I would talk to the parent if they still spoke to my friend/family member... But it wouldn't be in depth conversations. Just small talk. Unless I was convinced they had changed... Then I'd be willing to talk to them. -
Re: Can you ever forgive a parent for childhood abuse....
I think your feelings and attitude towards it change over the years. I haven't spoken to my Mother for over 3 months now (she kicked me out with nothing after years and years of abuse and a sudden -say 6 months- worsening of her behaviour towards me) and whereas before, when I had contact, I was more forgiving and made excuses for how she has treated me for so long, now I don't want to forgive her. I feel stronger as a person without her in my life and things are looking up, despite me essentially being homeless and broke. I know she's mentally ill, but she's always going to be the same and I dealt with enough as a child, now I can get away from it.
The person who sexually abused me is another matter. I don't think I can forgive them. I don't want to.

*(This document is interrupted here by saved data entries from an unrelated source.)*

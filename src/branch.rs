//! Bounded branch buffer.
//!
//! A branch is a fixed-capacity byte channel with exactly one writer and one
//! reader. It provides the synchronization between the tee's drive loop and a
//! consumer:
//!
//! - the writer blocks while the buffer is full,
//! - the reader blocks while the buffer is empty,
//! - either end can be closed at any time, and closing wakes the other side.
//!
//! Closing the read end turns every pending and future write into
//! [`Error::BrokenBranch`], so a consumer that gives up can never leave the
//! writer blocked. Closing the write end lets the reader drain what is
//! buffered and then observe end of stream.
//!
//! # Example
//!
//! ```rust
//! use riverfork::branch::Branch;
//! use std::io::Read;
//! use std::thread;
//!
//! let (mut writer, mut reader) = Branch::with_capacity(4).split().unwrap();
//!
//! let consumer = thread::spawn(move || {
//!     let mut out = String::new();
//!     reader.read_to_string(&mut out).unwrap();
//!     out
//! });
//!
//! writer.write_chunk(b"HELLO WORLD").unwrap();
//! writer.close_write();
//!
//! assert_eq!(consumer.join().unwrap(), "HELLO WORLD");
//! ```

use crate::config::DEFAULT_CAPACITY;
use crate::error::{Error, Result};
use std::collections::VecDeque;
use std::io;
use std::sync::{Arc, Condvar, Mutex, MutexGuard, PoisonError};

/// Builder for a branch channel.
#[derive(Debug, Clone, Copy)]
pub struct Branch {
    index: usize,
    capacity: usize,
}

impl Branch {
    /// A branch with the default capacity.
    pub fn new() -> Self {
        Self::with_capacity(DEFAULT_CAPACITY)
    }

    /// A branch holding at most `capacity` bytes.
    pub fn with_capacity(capacity: usize) -> Self {
        Self { index: 0, capacity }
    }

    /// Set the index used to attribute errors to this branch.
    pub fn with_index(mut self, index: usize) -> Self {
        self.index = index;
        self
    }

    /// Create the two ends of the branch.
    ///
    /// Fails if the capacity is zero.
    pub fn split(self) -> Result<(BranchWriter, BranchReader)> {
        if self.capacity == 0 {
            return Err(Error::InvalidConfig(format!(
                "branch {} capacity must be at least 1",
                self.index
            )));
        }

        let shared = Arc::new(Shared {
            index: self.index,
            state: Mutex::new(BranchState {
                buffer: VecDeque::with_capacity(self.capacity.min(64 * 1024)),
                capacity: self.capacity,
                writer: WriteEnd::Open,
                read_closed: false,
                cancelled: false,
                bytes_written: 0,
                bytes_read: 0,
            }),
            readable: Condvar::new(),
            writable: Condvar::new(),
        });

        Ok((
            BranchWriter {
                shared: Arc::clone(&shared),
            },
            BranchReader { shared },
        ))
    }
}

impl Default for Branch {
    fn default() -> Self {
        Self::new()
    }
}

struct Shared {
    index: usize,
    state: Mutex<BranchState>,
    readable: Condvar,
    writable: Condvar,
}

struct BranchState {
    buffer: VecDeque<u8>,
    capacity: usize,
    writer: WriteEnd,
    read_closed: bool,
    cancelled: bool,
    bytes_written: u64,
    bytes_read: u64,
}

enum WriteEnd {
    Open,
    Closed,
    Aborted(String),
}

impl Shared {
    fn lock(&self) -> MutexGuard<'_, BranchState> {
        self.state.lock().unwrap_or_else(PoisonError::into_inner)
    }

    fn stats(&self) -> BranchStats {
        let state = self.lock();
        BranchStats {
            index: self.index,
            capacity: state.capacity,
            buffered: state.buffer.len(),
            bytes_written: state.bytes_written,
            bytes_read: state.bytes_read,
            write_closed: !matches!(state.writer, WriteEnd::Open),
            read_closed: state.read_closed,
        }
    }

    fn cancel(&self) {
        let mut state = self.lock();
        if state.cancelled {
            return;
        }
        state.cancelled = true;
        state.buffer.clear();
        tracing::debug!(branch = self.index, "branch cancelled");
        self.readable.notify_all();
        self.writable.notify_all();
    }
}

/// Write end of a branch, owned by the tee.
///
/// Dropping a writer that was not closed aborts the branch, so the reader
/// sees [`Error::UpstreamAborted`] instead of a truncated stream that looks
/// complete.
pub struct BranchWriter {
    shared: Arc<Shared>,
}

impl BranchWriter {
    /// Index of the branch.
    pub fn index(&self) -> usize {
        self.shared.index
    }

    /// Write the whole chunk, blocking while the buffer is full.
    ///
    /// Bytes are accepted in pieces as the reader frees space. Fails with
    /// [`Error::BrokenBranch`] as soon as the read end is closed, even if the
    /// writer is currently blocked.
    pub fn write_chunk(&mut self, mut data: &[u8]) -> Result<()> {
        let mut state = self.shared.lock();

        loop {
            self.check_writable(&state)?;
            if data.is_empty() {
                return Ok(());
            }

            let accepted = Self::accept(&mut state, data);
            if accepted == 0 {
                state = self
                    .shared
                    .writable
                    .wait(state)
                    .unwrap_or_else(PoisonError::into_inner);
                continue;
            }

            data = &data[accepted..];
            self.shared.readable.notify_one();
        }
    }

    /// Write as many bytes as fit, blocking only until at least one does.
    pub fn write_partial(&mut self, data: &[u8]) -> Result<usize> {
        let mut state = self.shared.lock();

        loop {
            self.check_writable(&state)?;
            if data.is_empty() {
                return Ok(0);
            }

            let accepted = Self::accept(&mut state, data);
            if accepted > 0 {
                self.shared.readable.notify_one();
                return Ok(accepted);
            }

            state = self
                .shared
                .writable
                .wait(state)
                .unwrap_or_else(PoisonError::into_inner);
        }
    }

    fn check_writable(&self, state: &BranchState) -> Result<()> {
        let branch = self.shared.index;
        if state.cancelled {
            return Err(Error::Cancelled { branch });
        }
        if !matches!(state.writer, WriteEnd::Open) {
            return Err(Error::ClosedBranch { branch });
        }
        if state.read_closed {
            return Err(Error::BrokenBranch { branch });
        }
        Ok(())
    }

    fn accept(state: &mut BranchState, data: &[u8]) -> usize {
        let free = state.capacity - state.buffer.len();
        let n = free.min(data.len());
        state.buffer.extend(&data[..n]);
        state.bytes_written += n as u64;
        n
    }

    /// Signal that no more data will arrive.
    ///
    /// The reader drains what is buffered and then sees end of stream.
    /// Idempotent.
    pub fn close_write(&self) {
        let mut state = self.shared.lock();
        if matches!(state.writer, WriteEnd::Open) {
            state.writer = WriteEnd::Closed;
            tracing::trace!(branch = self.shared.index, "write end closed");
            self.shared.readable.notify_all();
        }
    }

    /// Close the write end with an error.
    ///
    /// The reader drains what is buffered and then gets
    /// [`Error::UpstreamAborted`]. No effect if the write end is already closed.
    pub fn abort(&self, reason: impl Into<String>) {
        let mut state = self.shared.lock();
        if matches!(state.writer, WriteEnd::Open) {
            let reason = reason.into();
            tracing::debug!(branch = self.shared.index, reason = %reason, "write end aborted");
            state.writer = WriteEnd::Aborted(reason);
            self.shared.readable.notify_all();
        }
    }

    /// Whether the write end is still open.
    pub fn is_open(&self) -> bool {
        matches!(self.shared.lock().writer, WriteEnd::Open)
    }

    /// Whether the reader has abandoned the branch.
    pub fn is_reader_closed(&self) -> bool {
        self.shared.lock().read_closed
    }

    /// Snapshot of the branch counters.
    pub fn stats(&self) -> BranchStats {
        self.shared.stats()
    }

    pub(crate) fn control(&self) -> BranchControl {
        BranchControl {
            shared: Arc::clone(&self.shared),
        }
    }
}

impl io::Write for BranchWriter {
    fn write(&mut self, buf: &[u8]) -> io::Result<usize> {
        Ok(self.write_partial(buf)?)
    }

    fn flush(&mut self) -> io::Result<()> {
        Ok(())
    }
}

impl Drop for BranchWriter {
    fn drop(&mut self) {
        self.abort("writer dropped before closing");
    }
}

/// Read end of a branch, owned by a consumer.
///
/// Dropping the reader closes the read end.
pub struct BranchReader {
    shared: Arc<Shared>,
}

impl BranchReader {
    /// Index of the branch.
    pub fn index(&self) -> usize {
        self.shared.index
    }

    /// Read into `buf`, blocking until at least one byte is available.
    ///
    /// Returns `Ok(0)` at end of stream: the write end is closed and the
    /// buffer is fully drained. If the writer aborted, its error is returned
    /// once the buffered bytes have been read.
    pub fn read_chunk(&mut self, buf: &mut [u8]) -> Result<usize> {
        let branch = self.shared.index;
        let mut state = self.shared.lock();

        loop {
            if state.cancelled {
                return Err(Error::Cancelled { branch });
            }
            if state.read_closed {
                return Err(Error::ClosedBranch { branch });
            }
            if buf.is_empty() {
                return Ok(0);
            }

            if !state.buffer.is_empty() {
                let n = buf.len().min(state.buffer.len());
                for (dst, src) in buf.iter_mut().zip(state.buffer.drain(..n)) {
                    *dst = src;
                }
                state.bytes_read += n as u64;
                self.shared.writable.notify_one();
                return Ok(n);
            }

            if let WriteEnd::Aborted(reason) = &state.writer {
                return Err(Error::UpstreamAborted {
                    branch,
                    reason: reason.clone(),
                });
            }
            if matches!(state.writer, WriteEnd::Closed) {
                return Ok(0);
            }

            state = self
                .shared
                .readable
                .wait(state)
                .unwrap_or_else(PoisonError::into_inner);
        }
    }

    /// Abandon the branch.
    ///
    /// Buffered bytes are discarded and any blocked or future write fails with
    /// [`Error::BrokenBranch`]. Idempotent.
    pub fn close_read(&self) {
        let mut state = self.shared.lock();
        if !state.read_closed {
            state.read_closed = true;
            state.buffer.clear();
            tracing::trace!(branch = self.shared.index, "read end closed");
            self.shared.writable.notify_all();
        }
    }

    /// Whether the stream has ended and everything has been read.
    pub fn is_eof(&self) -> bool {
        let state = self.shared.lock();
        state.buffer.is_empty() && matches!(state.writer, WriteEnd::Closed)
    }

    /// Snapshot of the branch counters.
    pub fn stats(&self) -> BranchStats {
        self.shared.stats()
    }
}

impl io::Read for BranchReader {
    fn read(&mut self, buf: &mut [u8]) -> io::Result<usize> {
        Ok(self.read_chunk(buf)?)
    }
}

impl Drop for BranchReader {
    fn drop(&mut self) {
        self.close_read();
    }
}

/// Out-of-band handle used to cancel a branch from a third thread.
#[derive(Clone)]
pub(crate) struct BranchControl {
    shared: Arc<Shared>,
}

impl BranchControl {
    /// Fail every blocked and future operation on both ends with
    /// [`Error::Cancelled`].
    pub(crate) fn cancel(&self) {
        self.shared.cancel();
    }

    /// Abort the write end, as [`BranchWriter::abort`] does.
    pub(crate) fn abort(&self, reason: &str) {
        let mut state = self.shared.lock();
        if matches!(state.writer, WriteEnd::Open) {
            state.writer = WriteEnd::Aborted(reason.to_string());
            self.shared.readable.notify_all();
        }
    }

    pub(crate) fn stats(&self) -> BranchStats {
        self.shared.stats()
    }
}

/// Counters for a single branch.
#[derive(Debug, Clone, Copy, PartialEq, Eq)]
pub struct BranchStats {
    /// Index of the branch.
    pub index: usize,
    /// Fixed buffer capacity in bytes.
    pub capacity: usize,
    /// Bytes currently buffered.
    pub buffered: usize,
    /// Total bytes accepted from the writer.
    pub bytes_written: u64,
    /// Total bytes handed to the reader.
    pub bytes_read: u64,
    /// Whether the write end is closed (cleanly or aborted).
    pub write_closed: bool,
    /// Whether the read end is closed.
    pub read_closed: bool,
}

You don't need to forgive people that hurt you so badly. You're allowed to feel hurt, angry, mixed up, crazy... it's not your fault, you've been made to feel like that by someone who was in a position of power and trust. Counselling (specialist if needed) is always a good start to help you figure out your feelings, whether you decided you want to forgive them or not. -
Re: Can you ever forgive a parent for childhood abuse....
I understand the reasons for my mother doing things to me more now than i did when i was younger and still at home, but i don't think i'll ever forgive her for it. I know that she was a young mother with four children from two different dads and an unhappy marriage, and she wasn't strong enough to get through it so she took it out on me and my siblings. so... i understand it was hard for her, but in the end, she decided to get married, and she decided to have four children. she knew she wasn't financially or mentally in the right place but did it anyway so she brought the pressure upon herself.
i used to self-harm when i didn't understand. my mother used to feel better if she made us feel really insecure like she was. i grew up lacking in confidence and got into trouble at school for doing to others what she did to us at home. i'm lucky i had other people in my life who could give me the support i needed. now i'm happy and we still talk, although i don't think i'll ever trust her again. and i certainly don't want her looking after my children.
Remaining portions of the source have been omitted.